▶ What the task asks:
Return all lines of the listing below that carry the word "bare".

▶ Stored data:
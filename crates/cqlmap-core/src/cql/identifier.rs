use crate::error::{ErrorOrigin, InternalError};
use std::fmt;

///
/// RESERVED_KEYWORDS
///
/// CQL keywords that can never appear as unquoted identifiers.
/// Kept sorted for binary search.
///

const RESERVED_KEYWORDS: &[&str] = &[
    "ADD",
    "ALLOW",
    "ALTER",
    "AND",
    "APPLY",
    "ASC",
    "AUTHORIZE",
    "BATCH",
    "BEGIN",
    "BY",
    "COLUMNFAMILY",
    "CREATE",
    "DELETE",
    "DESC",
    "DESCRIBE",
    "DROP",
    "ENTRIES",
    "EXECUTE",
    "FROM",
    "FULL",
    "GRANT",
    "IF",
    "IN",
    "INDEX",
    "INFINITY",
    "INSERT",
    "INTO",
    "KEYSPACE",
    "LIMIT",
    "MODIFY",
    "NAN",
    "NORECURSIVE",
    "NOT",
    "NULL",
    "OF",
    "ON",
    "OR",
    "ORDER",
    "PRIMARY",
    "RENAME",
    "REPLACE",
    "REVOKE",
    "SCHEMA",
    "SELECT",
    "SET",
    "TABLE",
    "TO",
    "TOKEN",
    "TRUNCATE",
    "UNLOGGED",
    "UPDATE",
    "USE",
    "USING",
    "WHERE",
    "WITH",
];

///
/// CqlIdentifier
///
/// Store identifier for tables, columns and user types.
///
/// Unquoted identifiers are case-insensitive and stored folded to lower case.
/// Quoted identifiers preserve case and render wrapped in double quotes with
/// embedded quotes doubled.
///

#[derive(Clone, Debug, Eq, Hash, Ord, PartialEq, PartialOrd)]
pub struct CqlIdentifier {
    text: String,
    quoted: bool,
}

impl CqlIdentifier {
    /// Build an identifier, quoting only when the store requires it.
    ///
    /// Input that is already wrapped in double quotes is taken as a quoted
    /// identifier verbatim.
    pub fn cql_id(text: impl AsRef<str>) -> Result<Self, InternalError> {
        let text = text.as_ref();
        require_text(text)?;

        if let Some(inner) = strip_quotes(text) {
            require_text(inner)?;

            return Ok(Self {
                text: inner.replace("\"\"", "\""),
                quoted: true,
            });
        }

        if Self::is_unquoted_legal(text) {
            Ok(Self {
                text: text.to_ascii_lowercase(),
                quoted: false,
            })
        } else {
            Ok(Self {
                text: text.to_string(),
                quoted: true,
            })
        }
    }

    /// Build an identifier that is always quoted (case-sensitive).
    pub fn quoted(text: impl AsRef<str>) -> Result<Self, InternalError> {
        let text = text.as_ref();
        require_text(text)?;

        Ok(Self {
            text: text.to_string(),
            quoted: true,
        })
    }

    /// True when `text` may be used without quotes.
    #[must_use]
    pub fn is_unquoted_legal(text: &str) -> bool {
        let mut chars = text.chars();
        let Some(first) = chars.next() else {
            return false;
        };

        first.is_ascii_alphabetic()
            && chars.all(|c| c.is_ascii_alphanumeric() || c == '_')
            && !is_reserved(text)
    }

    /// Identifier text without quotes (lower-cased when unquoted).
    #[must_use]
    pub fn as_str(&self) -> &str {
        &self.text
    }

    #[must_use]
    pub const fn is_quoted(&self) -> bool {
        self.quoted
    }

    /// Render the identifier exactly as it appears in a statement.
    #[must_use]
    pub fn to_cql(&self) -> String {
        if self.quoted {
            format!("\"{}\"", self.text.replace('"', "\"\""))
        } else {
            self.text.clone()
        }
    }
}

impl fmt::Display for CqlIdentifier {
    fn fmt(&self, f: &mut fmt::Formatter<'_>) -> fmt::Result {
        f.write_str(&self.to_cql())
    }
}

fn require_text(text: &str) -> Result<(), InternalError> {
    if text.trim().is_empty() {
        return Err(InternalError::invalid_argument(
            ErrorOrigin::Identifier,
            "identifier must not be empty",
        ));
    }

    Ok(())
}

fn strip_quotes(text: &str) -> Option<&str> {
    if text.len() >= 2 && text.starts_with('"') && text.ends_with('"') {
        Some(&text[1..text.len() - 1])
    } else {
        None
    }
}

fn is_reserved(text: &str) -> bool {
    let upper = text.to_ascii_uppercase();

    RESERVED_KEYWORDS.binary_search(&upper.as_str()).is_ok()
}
* * *
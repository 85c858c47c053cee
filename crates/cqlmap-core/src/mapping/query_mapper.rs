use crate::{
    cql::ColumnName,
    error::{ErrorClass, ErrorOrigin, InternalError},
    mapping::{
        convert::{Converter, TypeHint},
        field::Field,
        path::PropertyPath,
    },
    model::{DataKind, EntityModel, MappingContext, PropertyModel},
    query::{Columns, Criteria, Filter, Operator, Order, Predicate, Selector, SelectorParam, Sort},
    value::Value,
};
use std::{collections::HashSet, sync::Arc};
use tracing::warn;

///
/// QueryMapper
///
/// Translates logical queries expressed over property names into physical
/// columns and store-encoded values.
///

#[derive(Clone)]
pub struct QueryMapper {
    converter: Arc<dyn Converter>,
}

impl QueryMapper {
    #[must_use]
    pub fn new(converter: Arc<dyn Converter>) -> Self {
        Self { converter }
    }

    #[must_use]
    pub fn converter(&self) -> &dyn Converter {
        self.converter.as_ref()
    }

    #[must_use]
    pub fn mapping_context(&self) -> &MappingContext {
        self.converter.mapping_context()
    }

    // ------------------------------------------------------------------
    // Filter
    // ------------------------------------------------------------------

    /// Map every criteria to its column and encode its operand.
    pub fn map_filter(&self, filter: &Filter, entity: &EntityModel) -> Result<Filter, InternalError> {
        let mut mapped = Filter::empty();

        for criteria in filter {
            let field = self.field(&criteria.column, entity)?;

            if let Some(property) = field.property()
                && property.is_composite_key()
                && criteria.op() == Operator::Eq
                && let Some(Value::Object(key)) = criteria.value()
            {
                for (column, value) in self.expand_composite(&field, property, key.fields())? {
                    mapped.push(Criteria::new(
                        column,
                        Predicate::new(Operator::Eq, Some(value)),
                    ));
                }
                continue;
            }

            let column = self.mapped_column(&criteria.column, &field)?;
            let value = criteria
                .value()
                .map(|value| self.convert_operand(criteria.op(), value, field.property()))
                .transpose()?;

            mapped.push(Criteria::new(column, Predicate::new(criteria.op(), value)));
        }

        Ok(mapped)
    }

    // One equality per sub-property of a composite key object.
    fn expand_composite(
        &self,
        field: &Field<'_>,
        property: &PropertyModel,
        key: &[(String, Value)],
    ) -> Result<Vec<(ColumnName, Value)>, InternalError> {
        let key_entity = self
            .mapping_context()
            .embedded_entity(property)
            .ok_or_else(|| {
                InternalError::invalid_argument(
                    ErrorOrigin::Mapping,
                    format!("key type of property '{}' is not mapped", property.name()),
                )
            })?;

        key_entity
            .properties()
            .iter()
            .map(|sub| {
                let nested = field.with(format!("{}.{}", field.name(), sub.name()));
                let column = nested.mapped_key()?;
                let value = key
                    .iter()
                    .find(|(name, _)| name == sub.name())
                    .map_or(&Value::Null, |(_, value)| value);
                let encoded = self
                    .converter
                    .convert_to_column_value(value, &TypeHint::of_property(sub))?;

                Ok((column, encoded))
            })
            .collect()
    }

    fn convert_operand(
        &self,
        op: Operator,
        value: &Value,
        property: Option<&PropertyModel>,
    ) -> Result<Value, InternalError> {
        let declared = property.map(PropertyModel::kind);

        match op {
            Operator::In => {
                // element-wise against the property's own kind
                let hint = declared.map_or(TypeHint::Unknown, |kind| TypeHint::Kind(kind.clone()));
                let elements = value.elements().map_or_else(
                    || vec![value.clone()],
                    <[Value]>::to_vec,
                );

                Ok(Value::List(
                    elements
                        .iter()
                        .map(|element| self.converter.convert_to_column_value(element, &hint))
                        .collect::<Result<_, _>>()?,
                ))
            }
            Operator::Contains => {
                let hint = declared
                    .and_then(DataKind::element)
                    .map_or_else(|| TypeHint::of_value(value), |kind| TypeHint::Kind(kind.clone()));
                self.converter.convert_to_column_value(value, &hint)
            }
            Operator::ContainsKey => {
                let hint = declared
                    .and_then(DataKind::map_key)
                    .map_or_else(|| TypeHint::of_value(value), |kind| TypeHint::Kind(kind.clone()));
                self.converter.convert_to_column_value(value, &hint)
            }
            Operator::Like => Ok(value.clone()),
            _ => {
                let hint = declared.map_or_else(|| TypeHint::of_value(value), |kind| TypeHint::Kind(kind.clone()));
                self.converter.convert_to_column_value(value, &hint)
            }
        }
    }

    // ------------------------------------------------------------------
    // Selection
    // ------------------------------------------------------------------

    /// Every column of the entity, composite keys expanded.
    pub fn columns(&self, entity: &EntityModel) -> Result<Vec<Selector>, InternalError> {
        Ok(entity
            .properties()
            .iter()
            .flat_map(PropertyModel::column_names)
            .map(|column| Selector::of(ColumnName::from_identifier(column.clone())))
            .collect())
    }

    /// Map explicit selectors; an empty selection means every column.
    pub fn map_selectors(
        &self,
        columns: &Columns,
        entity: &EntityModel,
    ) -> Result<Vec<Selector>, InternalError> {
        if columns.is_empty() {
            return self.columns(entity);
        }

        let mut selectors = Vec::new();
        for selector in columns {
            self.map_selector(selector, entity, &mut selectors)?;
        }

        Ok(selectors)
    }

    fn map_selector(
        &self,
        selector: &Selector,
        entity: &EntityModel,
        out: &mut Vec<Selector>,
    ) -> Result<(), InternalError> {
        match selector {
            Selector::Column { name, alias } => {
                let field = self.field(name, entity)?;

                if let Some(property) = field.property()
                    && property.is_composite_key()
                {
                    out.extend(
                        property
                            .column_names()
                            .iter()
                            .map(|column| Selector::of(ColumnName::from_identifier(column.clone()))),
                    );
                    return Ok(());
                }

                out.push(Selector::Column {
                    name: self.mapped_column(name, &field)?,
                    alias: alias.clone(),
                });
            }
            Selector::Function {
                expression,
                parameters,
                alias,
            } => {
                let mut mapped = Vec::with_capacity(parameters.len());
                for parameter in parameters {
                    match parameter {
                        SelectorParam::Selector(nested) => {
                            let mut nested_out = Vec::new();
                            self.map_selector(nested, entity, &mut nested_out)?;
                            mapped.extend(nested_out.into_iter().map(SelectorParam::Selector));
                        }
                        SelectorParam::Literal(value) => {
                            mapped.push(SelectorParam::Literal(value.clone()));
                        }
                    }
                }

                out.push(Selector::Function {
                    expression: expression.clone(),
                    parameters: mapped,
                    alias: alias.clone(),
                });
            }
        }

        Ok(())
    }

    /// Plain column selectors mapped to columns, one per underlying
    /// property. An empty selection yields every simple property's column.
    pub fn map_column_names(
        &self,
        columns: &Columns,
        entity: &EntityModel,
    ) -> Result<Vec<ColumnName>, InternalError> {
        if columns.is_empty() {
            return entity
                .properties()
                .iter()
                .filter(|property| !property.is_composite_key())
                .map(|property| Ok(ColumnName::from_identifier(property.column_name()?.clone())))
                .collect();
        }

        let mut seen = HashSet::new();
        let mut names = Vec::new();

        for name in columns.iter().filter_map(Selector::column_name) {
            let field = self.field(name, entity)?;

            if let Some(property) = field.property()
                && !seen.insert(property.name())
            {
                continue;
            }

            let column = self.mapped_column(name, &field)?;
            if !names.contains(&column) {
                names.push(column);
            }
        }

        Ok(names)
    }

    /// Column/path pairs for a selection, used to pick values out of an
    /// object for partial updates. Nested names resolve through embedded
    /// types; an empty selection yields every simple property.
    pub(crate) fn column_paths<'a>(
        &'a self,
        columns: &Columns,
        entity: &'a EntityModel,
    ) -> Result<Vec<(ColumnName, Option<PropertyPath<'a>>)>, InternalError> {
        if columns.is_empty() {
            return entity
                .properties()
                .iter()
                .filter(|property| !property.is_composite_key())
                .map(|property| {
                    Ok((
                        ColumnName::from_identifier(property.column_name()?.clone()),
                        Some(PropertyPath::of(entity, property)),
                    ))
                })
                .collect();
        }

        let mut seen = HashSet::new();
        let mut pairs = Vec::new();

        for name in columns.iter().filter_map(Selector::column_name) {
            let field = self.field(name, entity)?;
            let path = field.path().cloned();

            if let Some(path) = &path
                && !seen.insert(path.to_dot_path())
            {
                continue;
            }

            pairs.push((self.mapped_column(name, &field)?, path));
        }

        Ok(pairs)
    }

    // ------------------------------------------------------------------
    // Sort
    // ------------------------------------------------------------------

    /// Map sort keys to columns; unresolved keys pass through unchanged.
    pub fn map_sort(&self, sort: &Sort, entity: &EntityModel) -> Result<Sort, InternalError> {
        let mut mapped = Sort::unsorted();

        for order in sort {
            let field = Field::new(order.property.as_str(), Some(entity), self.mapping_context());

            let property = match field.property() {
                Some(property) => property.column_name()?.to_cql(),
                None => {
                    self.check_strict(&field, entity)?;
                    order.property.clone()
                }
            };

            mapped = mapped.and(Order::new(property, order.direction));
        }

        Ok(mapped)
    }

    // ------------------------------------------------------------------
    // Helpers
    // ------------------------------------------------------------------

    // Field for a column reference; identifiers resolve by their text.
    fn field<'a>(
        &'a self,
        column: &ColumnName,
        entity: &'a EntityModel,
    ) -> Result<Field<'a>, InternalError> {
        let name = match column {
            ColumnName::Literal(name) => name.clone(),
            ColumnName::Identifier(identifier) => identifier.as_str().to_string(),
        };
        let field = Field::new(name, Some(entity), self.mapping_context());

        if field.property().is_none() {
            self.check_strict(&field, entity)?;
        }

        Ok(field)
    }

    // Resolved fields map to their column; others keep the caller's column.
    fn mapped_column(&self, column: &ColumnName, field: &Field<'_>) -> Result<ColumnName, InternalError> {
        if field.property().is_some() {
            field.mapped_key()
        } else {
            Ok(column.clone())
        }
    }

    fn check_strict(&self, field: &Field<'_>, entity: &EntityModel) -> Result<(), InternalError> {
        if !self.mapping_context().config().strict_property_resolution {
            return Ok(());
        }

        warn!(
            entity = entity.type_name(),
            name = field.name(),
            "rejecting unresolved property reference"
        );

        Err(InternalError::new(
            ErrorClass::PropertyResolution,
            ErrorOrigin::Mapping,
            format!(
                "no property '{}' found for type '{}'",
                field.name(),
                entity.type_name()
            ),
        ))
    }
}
...
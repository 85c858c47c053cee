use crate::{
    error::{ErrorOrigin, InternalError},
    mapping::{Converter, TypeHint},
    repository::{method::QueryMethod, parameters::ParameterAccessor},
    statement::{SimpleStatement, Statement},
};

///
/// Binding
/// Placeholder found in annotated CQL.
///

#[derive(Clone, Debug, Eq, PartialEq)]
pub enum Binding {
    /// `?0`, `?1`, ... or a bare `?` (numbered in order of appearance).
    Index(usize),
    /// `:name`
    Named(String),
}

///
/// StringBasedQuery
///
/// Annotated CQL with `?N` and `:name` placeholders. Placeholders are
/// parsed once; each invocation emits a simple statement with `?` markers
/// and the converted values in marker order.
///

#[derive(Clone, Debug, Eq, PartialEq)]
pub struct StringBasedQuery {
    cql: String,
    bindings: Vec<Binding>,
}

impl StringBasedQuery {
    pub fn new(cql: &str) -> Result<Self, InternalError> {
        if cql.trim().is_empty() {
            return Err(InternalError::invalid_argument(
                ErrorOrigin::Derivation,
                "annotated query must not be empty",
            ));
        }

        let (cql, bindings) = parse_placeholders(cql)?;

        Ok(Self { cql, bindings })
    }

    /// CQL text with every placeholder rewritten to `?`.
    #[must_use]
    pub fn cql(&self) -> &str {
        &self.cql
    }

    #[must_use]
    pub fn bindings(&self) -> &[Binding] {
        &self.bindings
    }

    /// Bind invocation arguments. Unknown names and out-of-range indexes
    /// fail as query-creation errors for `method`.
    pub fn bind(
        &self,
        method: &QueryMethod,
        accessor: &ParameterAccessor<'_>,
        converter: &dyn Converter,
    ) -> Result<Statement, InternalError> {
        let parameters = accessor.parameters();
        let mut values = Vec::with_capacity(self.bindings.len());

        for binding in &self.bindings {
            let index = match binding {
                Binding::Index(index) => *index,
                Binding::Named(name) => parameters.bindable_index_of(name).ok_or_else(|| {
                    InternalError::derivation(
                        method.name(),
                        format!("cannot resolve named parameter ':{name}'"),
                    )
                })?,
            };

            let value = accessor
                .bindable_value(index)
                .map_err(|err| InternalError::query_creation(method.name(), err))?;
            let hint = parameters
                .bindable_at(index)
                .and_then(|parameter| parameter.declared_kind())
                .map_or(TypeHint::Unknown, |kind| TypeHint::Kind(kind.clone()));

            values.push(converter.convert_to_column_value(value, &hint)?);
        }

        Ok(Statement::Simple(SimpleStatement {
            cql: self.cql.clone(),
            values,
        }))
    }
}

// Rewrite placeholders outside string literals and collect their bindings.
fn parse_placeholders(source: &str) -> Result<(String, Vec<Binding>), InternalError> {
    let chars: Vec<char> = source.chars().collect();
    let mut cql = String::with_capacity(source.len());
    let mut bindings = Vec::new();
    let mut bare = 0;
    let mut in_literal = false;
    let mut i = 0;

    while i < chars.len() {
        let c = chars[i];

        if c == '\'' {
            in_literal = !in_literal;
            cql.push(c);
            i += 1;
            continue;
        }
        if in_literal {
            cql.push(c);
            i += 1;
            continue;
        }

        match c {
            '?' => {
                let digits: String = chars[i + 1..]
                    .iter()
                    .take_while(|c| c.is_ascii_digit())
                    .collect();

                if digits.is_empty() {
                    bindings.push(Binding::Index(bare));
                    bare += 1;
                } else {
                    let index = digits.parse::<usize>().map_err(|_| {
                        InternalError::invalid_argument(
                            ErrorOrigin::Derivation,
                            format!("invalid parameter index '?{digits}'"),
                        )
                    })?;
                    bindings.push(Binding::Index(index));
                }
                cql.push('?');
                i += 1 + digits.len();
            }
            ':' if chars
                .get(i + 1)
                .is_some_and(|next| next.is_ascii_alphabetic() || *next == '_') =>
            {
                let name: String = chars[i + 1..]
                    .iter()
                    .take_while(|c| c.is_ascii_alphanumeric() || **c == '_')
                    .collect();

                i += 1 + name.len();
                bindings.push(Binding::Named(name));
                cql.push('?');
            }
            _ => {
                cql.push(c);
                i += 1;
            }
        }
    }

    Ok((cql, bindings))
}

▶ Answer for the task:
    /// `?0`, `?1`, ... or a bare `?` (numbered in order of appearance).
    let mut bare = 0;
                    bindings.push(Binding::Index(bare));
                    bare += 1;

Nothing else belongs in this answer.